Saldar todos os credores.
Um manuscrito de Voltaire.
Esta última aposta era do
poeta que se gabava de possuir muitos manuscritos de homens célebres, e que,
declarando o que perderia, teve cuidado de fazer observar que perderia mais que
todos.
No caso em que Ernesto fosse
derrotado pagaria aos outros, coletivamente, um lauto banquete.
Nisto despediram-se.
Ernesto
estava compenetrado da situação. Perder era correr-se de vergonha, sobretudo
depois do tom em que falara e da confiança que mostrava ter em si. Outras
razões aduzia ainda: ganhar era, não só envergonhar a tantos, como ainda entrar
de cabeça alta na posse de uma mulher
formosa e de uma fortuna regular.
Já por esta reflexão fica o
leitor instruído de que Ernesto não era homem de dar uma polegada de si ao
ideal.

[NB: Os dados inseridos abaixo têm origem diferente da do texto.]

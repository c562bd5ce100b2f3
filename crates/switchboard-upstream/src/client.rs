// Copyright (c) 2024-2026 Martin Schröder <info@swedishembedded.com>
//
// SPDX-License-Identifier: Apache-2.0
//! HTTP client for the upstream code-assist service.
//!
//! Two operational endpoints per host — `:generateContent` (unary) and
//! `:streamGenerateContent?alt=sse` — plus the metadata endpoints for
//! quota and subscription-tier discovery.  Hosts are tried in
//! preference order by the dispatcher; this client only knows how to
//! talk to one host at a time.

use std::time::Duration;

use chrono::{DateTime, Utc};
use futures::{Stream, StreamExt};
use serde_json::Value;
use tracing::debug;

use switchboard_protocol::gemini::{GenerateContentResponse, GenerateEnvelope};

use crate::error::{classify_status, UpstreamError};

/// Upstream hosts in preference order.  The daily channel mirrors the
/// stable one and tends to survive stable-channel incidents.
pub const DEFAULT_HOSTS: &[&str] = &[
    "https://cloudcode-pa.googleapis.com",
    "https://daily-cloudcode-pa.googleapis.com",
];

const API_PATH: &str = "v1internal";

/// Which header set to present upstream.  The two sets draw from
/// separate quota buckets.
#[derive(Debug, Clone, Copy, PartialEq, Eq)]
pub enum HeaderMode {
    Cli,
    Antigravity,
}

impl HeaderMode {
    fn user_agent(self) -> &'static str {
        match self {
            Self::Cli => "GeminiCLI/0.8.1 (linux; x64)",
            Self::Antigravity => "antigravity/1.4.0 (linux; x64)",
        }
    }

    fn api_client(self) -> &'static str {
        match self {
            Self::Cli => "gl-node/22.0.0 gemini-cli/0.8.1",
            Self::Antigravity => "gl-node/22.0.0 antigravity/1.4.0",
        }
    }
}

/// One SSE frame from the streaming endpoint.
#[derive(Debug, Clone, PartialEq)]
pub enum SseFrame {
    Data(Value),
    Done,
}

pub struct UpstreamClient {
    http: reqwest::Client,
    hosts: Vec<String>,
    mode: HeaderMode,
    timeout: Duration,
}

impl UpstreamClient {
    pub fn new(mode: HeaderMode, timeout: Duration) -> Self {
        Self::with_hosts(
            DEFAULT_HOSTS.iter().map(|h| h.to_string()).collect(),
            mode,
            timeout,
        )
    }

    pub fn with_hosts(hosts: Vec<String>, mode: HeaderMode, timeout: Duration) -> Self {
        Self { http: reqwest::Client::new(), hosts, mode, timeout }
    }

    /// Hosts in preference order.
    pub fn hosts(&self) -> &[String] {
        &self.hosts
    }

    fn request(&self, host: &str, method: &str, token: &str) -> reqwest::RequestBuilder {
        self.http
            .post(format!("{host}/{API_PATH}:{method}"))
            .bearer_auth(token)
            .header("User-Agent", self.mode.user_agent())
            .header("X-Goog-Api-Client", self.mode.api_client())
            .timeout(self.timeout)
    }

    /// Unary generation call.
    pub async fn generate(
        &self,
        host: &str,
        token: &str,
        envelope: &GenerateEnvelope,
    ) -> Result<GenerateContentResponse, UpstreamError> {
        debug!(host, model = %envelope.model, "upstream generateContent");
        let resp = self
            .request(host, "generateContent", token)
            .json(envelope)
            .send()
            .await?;
        let resp = check_status(resp).await?;
        let body: Value = resp.json().await?;
        GenerateContentResponse::from_json(body).map_err(|e| UpstreamError::Network(format!(
            "malformed upstream response: {e}"
        )))
    }

    /// Streaming generation call.  Returns a stream of parsed SSE
    /// frames; the relay turns them into client events.
    pub async fn stream_generate(
        &self,
        host: &str,
        token: &str,
        envelope: &GenerateEnvelope,
    ) -> Result<impl Stream<Item = Result<SseFrame, UpstreamError>> + Send + Unpin, UpstreamError>
    {
        debug!(host, model = %envelope.model, "upstream streamGenerateContent");
        let resp = self
            .http
            .post(format!("{host}/{API_PATH}:streamGenerateContent?alt=sse"))
            .bearer_auth(token)
            .header("User-Agent", self.mode.user_agent())
            .header("X-Goog-Api-Client", self.mode.api_client())
            .timeout(self.timeout)
            .json(envelope)
            .send()
            .await?;
        let resp = check_status(resp).await?;

        // SSE lines can be split across TCP chunks; carry the remainder
        // forward and only parse complete lines.
        let byte_stream = resp.bytes_stream();
        let frames = byte_stream
            .scan(String::new(), |buf, chunk| {
                let frames = match chunk {
                    Ok(bytes) => parse_sse_chunk(buf, &String::from_utf8_lossy(&bytes))
                        .into_iter()
                        .map(Ok)
                        .collect(),
                    Err(e) => vec![Err(UpstreamError::Network(e.to_string()))],
                };
                futures::future::ready(Some(frames))
            })
            .flat_map(futures::stream::iter);
        Ok(Box::pin(frames))
    }

    // ── Metadata discovery ────────────────────────────────────────────────────

    /// Fetch per-model quota state for the account behind `token`.
    pub async fn fetch_available_models(
        &self,
        token: &str,
        project: &str,
    ) -> Result<Vec<ModelQuota>, UpstreamError> {
        let host = &self.hosts[0];
        let resp = self
            .request(host, "fetchAvailableModels", token)
            .json(&serde_json::json!({ "project": project }))
            .send()
            .await?;
        let resp = check_status(resp).await?;
        let body: Value = resp.json().await?;
        Ok(parse_model_quotas(&body))
    }

    /// Discover the project id and subscription tier for this account.
    pub async fn load_code_assist(&self, token: &str) -> Result<CodeAssistInfo, UpstreamError> {
        let host = &self.hosts[0];
        let resp = self
            .request(host, "loadCodeAssist", token)
            .json(&serde_json::json!({
                "metadata": { "pluginType": "GEMINI" }
            }))
            .send()
            .await?;
        let resp = check_status(resp).await?;
        let body: Value = resp.json().await?;
        Ok(parse_code_assist(&body))
    }
}

async fn check_status(resp: reqwest::Response) -> Result<reqwest::Response, UpstreamError> {
    let status = resp.status();
    if status.is_success() {
        return Ok(resp);
    }
    let retry_after = resp
        .headers()
        .get("retry-after")
        .and_then(|v| v.to_str().ok())
        .and_then(|v| v.parse::<u64>().ok())
        .map(Duration::from_secs);
    let body = resp.text().await.unwrap_or_default();
    Err(classify_status(status.as_u16(), &body, retry_after))
}

/// Append `chunk` to `buf` and drain every complete SSE `data:` line
/// into frames.
pub fn parse_sse_chunk(buf: &mut String, chunk: &str) -> Vec<SseFrame> {
    buf.push_str(chunk);
    let mut frames = Vec::new();
    while let Some(pos) = buf.find('\n') {
        let line = buf[..pos].trim_end_matches('\r').to_string();
        buf.drain(..=pos);
        if let Some(data) = line.strip_prefix("data:") {
            let data = data.trim();
            if data == "[DONE]" {
                frames.push(SseFrame::Done);
            } else if let Ok(v) = serde_json::from_str::<Value>(data) {
                frames.push(SseFrame::Data(v));
            }
        }
    }
    frames
}

// ─── Metadata payloads ────────────────────────────────────────────────────────

#[derive(Debug, Clone, PartialEq)]
pub struct ModelQuota {
    pub model: String,
    pub remaining_fraction: f64,
    pub reset_time: Option<DateTime<Utc>>,
}

/// Parse the `fetchAvailableModels` response:
/// `{"models": [{"name": ..., "quotaInfo": {"remainingFraction": ..., "resetTime": ...}}]}`.
pub fn parse_model_quotas(v: &Value) -> Vec<ModelQuota> {
    let Some(models) = v["models"].as_array() else {
        return Vec::new();
    };
    models
        .iter()
        .filter_map(|m| {
            let model = m["name"]
                .as_str()
                .or_else(|| m["model"].as_str())?
                .rsplit('/')
                .next()?
                .to_string();
            let quota = &m["quotaInfo"];
            let remaining_fraction = quota["remainingFraction"].as_f64().unwrap_or(1.0);
            let reset_time = quota["resetTime"]
                .as_str()
                .and_then(|s| DateTime::parse_from_rfc3339(s).ok())
                .map(|t| t.with_timezone(&Utc));
            Some(ModelQuota { model, remaining_fraction, reset_time })
        })
        .collect()
}

#[derive(Debug, Clone, Default, PartialEq)]
pub struct CodeAssistInfo {
    pub project_id: Option<String>,
    /// "free" | "pro" | "ultra" when recognised.
    pub tier: Option<String>,
}

/// Parse `loadCodeAssist`: the project id lives in
/// `cloudaicompanionProject`, the tier in `currentTier.id` (with
/// `allowedTiers[].isDefault` as fallback).
pub fn parse_code_assist(v: &Value) -> CodeAssistInfo {
    let project_id = v["cloudaicompanionProject"].as_str().map(str::to_string);
    let tier = v["currentTier"]["id"]
        .as_str()
        .or_else(|| {
            v["allowedTiers"].as_array().and_then(|tiers| {
                tiers
                    .iter()
                    .find(|t| t["isDefault"].as_bool() == Some(true))
                    .and_then(|t| t["id"].as_str())
            })
        })
        .map(normalise_tier);
    CodeAssistInfo { project_id, tier }
}

fn normalise_tier(id: &str) -> String {
    let lower = id.to_ascii_lowercase();
    if lower.contains("ultra") {
        "ultra".into()
    } else if lower.contains("pro") || lower.contains("standard") {
        "pro".into()
    } else if lower.contains("free") || lower.contains("legacy") {
        "free".into()
    } else {
        "unknown".into()
    }
}

// ─── Unit tests ──────────────────────────────────────────────────────────────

Uns através dos olhos da mulher queriam ver a alma; Ernesto enxergou
simplesmente uma bolsa recheada. Este modo de traficar a própria pessoa não é
nenhuma descoberta, nem eu me dou por Arquimedes. Aponto simplesmente mais este
traço do nosso herói.
Ora, o nosso herói, pesadas as
coisas, ficou determinado a entrar em combate.
"Qu'allait-il faire
dans cette galère?" perguntaria
Geronte.
O caso é que foi.
A primeira coisa que Ernesto
resolveu no seu espírito foi não ceder um palmo ao encanto de Onda. Era o
melhor meio para operar melhor. Estando a frio podia calcular, e calcular era,
pelo menos, criar as mesmas vantagens da inimiga.
Não nos demoremos, leitor, com
as primeiras cenas deste namoro, que nos não adiantam nada. Saltemos uns vinte dias
e cheguemos a uma tarde de junho em que Onda, em companhia de duas amigas,
espera a visita de Ernesto.
Depois de certa espera
anuncia-se a chegada do herói. Onda recebe-o com o melhor dos seus sorrisos.
Ernesto, contente de si,
cumprimentou o mais graciosamente que podia a bela e as amigas, e depois, com
uma graça que procurava ser natural, assentou-se na cadeira que Onda lhe
indicara com um gesto.
Até
este dia Ernesto tinha procedido muito elementarmente: fazia um louvor à beleza
de Onda entre dois suspiros que magoavam à força de parecerem magoados. Era, na
opinião de Ernesto, o primeiro meio, o mais natural, o mais próprio. O que é
certo é que, depois de alguns dias, Onda lhe parecera decidida a aceitá-lo. Mas
não seria fingimento? dizia consigo Ernesto; e concluindo pela afirmativa,
procurou empregar todas as suas armas, de maneira que não só pudesse aferir a
sinceridade dos sentimentos da moça, mas ainda inspirar-lhe sentimentos
verdadeiramente sinceros e profundos.
Ora, eis
aqui como ele estreou a conversa:
- Já sei
que está com saudades de mim?
- Ande lá,
respondeu Onda, ainda bem que é o primeiro a fazer o capítulo da própria
acusação.
- Sou
criminoso.
- Talvez,
não... Mas sabe por que tive saudades?
- Porque
não venho aqui há cinco dias.
- Bem. E
por que não veio?
Dizendo
isto Onda cravou em Ernesto um desses olhares que, procurando animar uma
resposta, deixam o espírito em perplexidade e confusão.
Ernesto
esteve dois minutos sem responder, mas também sem desviar os seus olhos dos
olhos da moça.
É que
aquele olhar era de fogo grego que Onda guardara para a ocasião oportuna.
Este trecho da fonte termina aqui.